As the two neighboring countries are going to revise the FTA shortly, Pakistan, which, under the present trade deficit is at an unfavourable position, would demand some changes in the agreement, they said. According to sources, in order to get more benefits from the existing FTA, Pakistan needed to have more products into the agreement, while creating uniformity in tariff as, unlike the ASEAN countries, Islamabad’s importable products had different tariff criteria.
To avoid the negative implication of the trade with China, the FTA needs to be reconsidered as Beijing is considering some more products/ goods of ASEAN countries which the country, earlier, was importing from Pakistan. According to sources, though, the benefits to ASEAN countries due to this FTA are already visible as ASEAN’s trade surplus with China skyrocketed to $2.7 billion from $300 million last year; Pakistani products were facing tough competition in Chinese market.
“If the Pak-China FTA, which is already more favoring the foreign country, is not revised after the China-ASEAN FTA while demanding some changes in the tariff structure plus increase in the list of trade item in the foreign country, many of the country’s products are feared to lose the important markets in the neighborhood,” experts said. As the cost of doing business is comparatively high due to reasons like electricity/gas shortages and law and order situation, products of ASEAN countries are getting more places due to their lower cost.
According to experts, besides enjoying more tariff concessions than Pakistan, the ASEAN countries are also being benefited by the geographical proximity which provides advantage in freight. Despite the FTA signed by the two countries in January 2006, Pak China trade has still not developed up to its potential. “Though China’s global imports now totaling over $1.0 trillion, Pakistan’s export to China is still short of the billion dollar mark. Moreover, only 3.6 percent of Pak exports are directed to China, despite the proximity of the two countries.”
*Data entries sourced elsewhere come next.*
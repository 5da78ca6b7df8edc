use clap::Parser;

/// Summarizes referendum results per region and attaches them to the region boundaries.
#[derive(Parser, Debug, Clone)]
#[clap(author, version, about, long_about = None)]
pub struct Args {
    /// (file path) The JSON file describing the run: input tables, boundaries, outputs and rules.
    /// For more information about the file format, read the manual of the referendum_regions crate.
    #[clap(short, long, value_parser)]
    pub config: String,

    /// (file path) A reference summary in JSON format. If provided, refmap will
    /// check that the computed summary matches the reference.
    #[clap(short, long, value_parser)]
    pub reference: Option<String>,

    /// (file path, 'stdout' or empty) If specified, the summary of the run will be written in JSON format to the given
    /// location. Setting this option overrides the path that may be specified in the configuration.
    #[clap(short, long, value_parser)]
    pub out: Option<String>,

    /// (file path or empty) If specified, the boundaries with their ratio will be written in GeoJSON format to the given
    /// location. Setting this option overrides the path that may be specified in the configuration.
    #[clap(long, value_parser)]
    pub geojson_out: Option<String>,

    /// ('skip' or 'abort') What to do with a region without any expressed ballot. Setting this option overrides
    /// the rule that may be specified in the configuration. One of them must be provided.
    #[clap(long, value_parser)]
    pub undefined_ratio: Option<String>,

    // Other arguments
    /// If passed as an argument, will turn on verbose logging to the standard output.
    #[clap(long, takes_value = false)]
    pub verbose: bool,
}
use std::path::Path;

pub fn simplify_file_name(path: &str) -> String {
    Path::new(path)
        .file_name()
        .and_then(|s| s.to_str())
        .unwrap_or(path)
        .to_string()
}

/// Resolves a path from the configuration against the directory holding
/// the configuration file. Absolute paths are kept as they are.
pub fn resolve_path(root: &Path, file_path: &str) -> String {
    root.join(file_path).display().to_string()
}
use log::{debug, info};
use snafu::ensure;

use std::collections::HashMap;

use crate::config::*;

/// The character marking overseas departments, collectivities and the
/// votes cast abroad.
pub const OVERSEAS_MARKER: char = 'Z';

/// Whether a department code designates a voting unit outside of
/// metropolitan France.
pub fn is_overseas(department_code: &str) -> bool {
    department_code.contains(OVERSEAS_MARKER)
}

/// Counts of the records dropped by `join_areas`.
#[derive(Eq, PartialEq, Debug, Clone, Copy, Default)]
pub struct AreaJoinStats {
    pub records_without_department: usize,
    pub overseas_records_excluded: usize,
}

/// Joins the departments to their region (inner join on the region code).
///
/// Returns the lookup rows, in department order, and the number of
/// departments that were dropped because their region is unknown. A region
/// code that appears twice in the region table is a duplicate key.
pub fn join_references(
    regions: &[Region],
    departments: &[Department],
) -> Result<(Vec<DepartmentRegionLookup>, usize), PipelineError> {
    let mut regions_by_code: HashMap<&str, &Region> = HashMap::new();
    for r in regions.iter() {
        let previous = regions_by_code.insert(r.region_code.as_str(), r);
        ensure!(
            previous.is_none(),
            DuplicateKeySnafu {
                table: "regions",
                key: r.region_code.clone(),
            }
        );
    }

    let mut res: Vec<DepartmentRegionLookup> = Vec::new();
    let mut dropped = 0;
    for d in departments.iter() {
        match regions_by_code.get(d.region_code.as_str()) {
            Some(r) => {
                res.push(DepartmentRegionLookup {
                    region_code: r.region_code.clone(),
                    region_name: r.region_name.clone(),
                    department_code: d.department_code.clone(),
                    department_name: d.department_name.clone(),
                });
            }
            None => {
                debug!(
                    "join_references: department {} ({}): unknown region {:?}",
                    d.department_code, d.department_name, d.region_code
                );
                dropped += 1;
            }
        }
    }
    info!(
        "join_references: {} regions, {} departments -> {} lookup rows",
        regions.len(),
        departments.len(),
        res.len()
    );
    Ok((res, dropped))
}

/// Attaches every referendum record to its region, then removes the
/// overseas and abroad voting units.
///
/// Records whose department is not in the lookup are dropped. A department
/// code that matches several lookup rows is reported as a duplicate key
/// instead of multiplying the record.
pub fn join_areas(
    records: &[ReferendumRecord],
    lookup: &[DepartmentRegionLookup],
) -> Result<(Vec<AreaRecord>, AreaJoinStats), PipelineError> {
    let mut lookup_by_code: HashMap<&str, Vec<&DepartmentRegionLookup>> = HashMap::new();
    for l in lookup.iter() {
        lookup_by_code
            .entry(l.department_code.as_str())
            .or_default()
            .push(l);
    }

    let mut stats = AreaJoinStats::default();
    let mut joined: Vec<AreaRecord> = Vec::new();
    for rec in records.iter() {
        let matches = match lookup_by_code.get(rec.department_code.as_str()) {
            Some(m) => m,
            None => {
                stats.records_without_department += 1;
                continue;
            }
        };
        ensure!(
            matches.len() == 1,
            DuplicateKeySnafu {
                table: "department lookup",
                key: rec.department_code.clone(),
            }
        );
        let l = matches[0];
        joined.push(AreaRecord {
            department_code: rec.department_code.clone(),
            department_name: l.department_name.clone(),
            town_code: rec.town_code.clone(),
            town_name: rec.town_name.clone(),
            region_code: l.region_code.clone(),
            region_name: l.region_name.clone(),
            registered: rec.registered,
            abstentions: rec.abstentions,
            null_votes: rec.null_votes,
            choice_a: rec.choice_a,
            choice_b: rec.choice_b,
        });
    }

    let before = joined.len();
    joined.retain(|a| !is_overseas(&a.department_code));
    stats.overseas_records_excluded = before - joined.len();

    info!(
        "join_areas: {} records -> {} area records ({:?})",
        records.len(),
        joined.len(),
        stats
    );
    Ok((joined, stats))
}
It is worth mentioning here that Pak-China FTA, which was signed in November 2006, was likely to be revised with required changes this month. The exporters/businessmen were showing their serious reservations over the increasing bilateral trade deficit which has crossed $3.0 billion last year in Beijing’s favour despite the agreement, sources said. China was holding a massive $3.256 billion trade surplus with Pakistan, which was also rising after the signing of the agreement in 2006.
According to the Federal Bureau of Statistics, bilateral trade had grown to $5.563 billion in 2009-10. Beside the FTA, the agreement on services, signed last year, was also providing more market access to Chinese service providers on a preferential basis.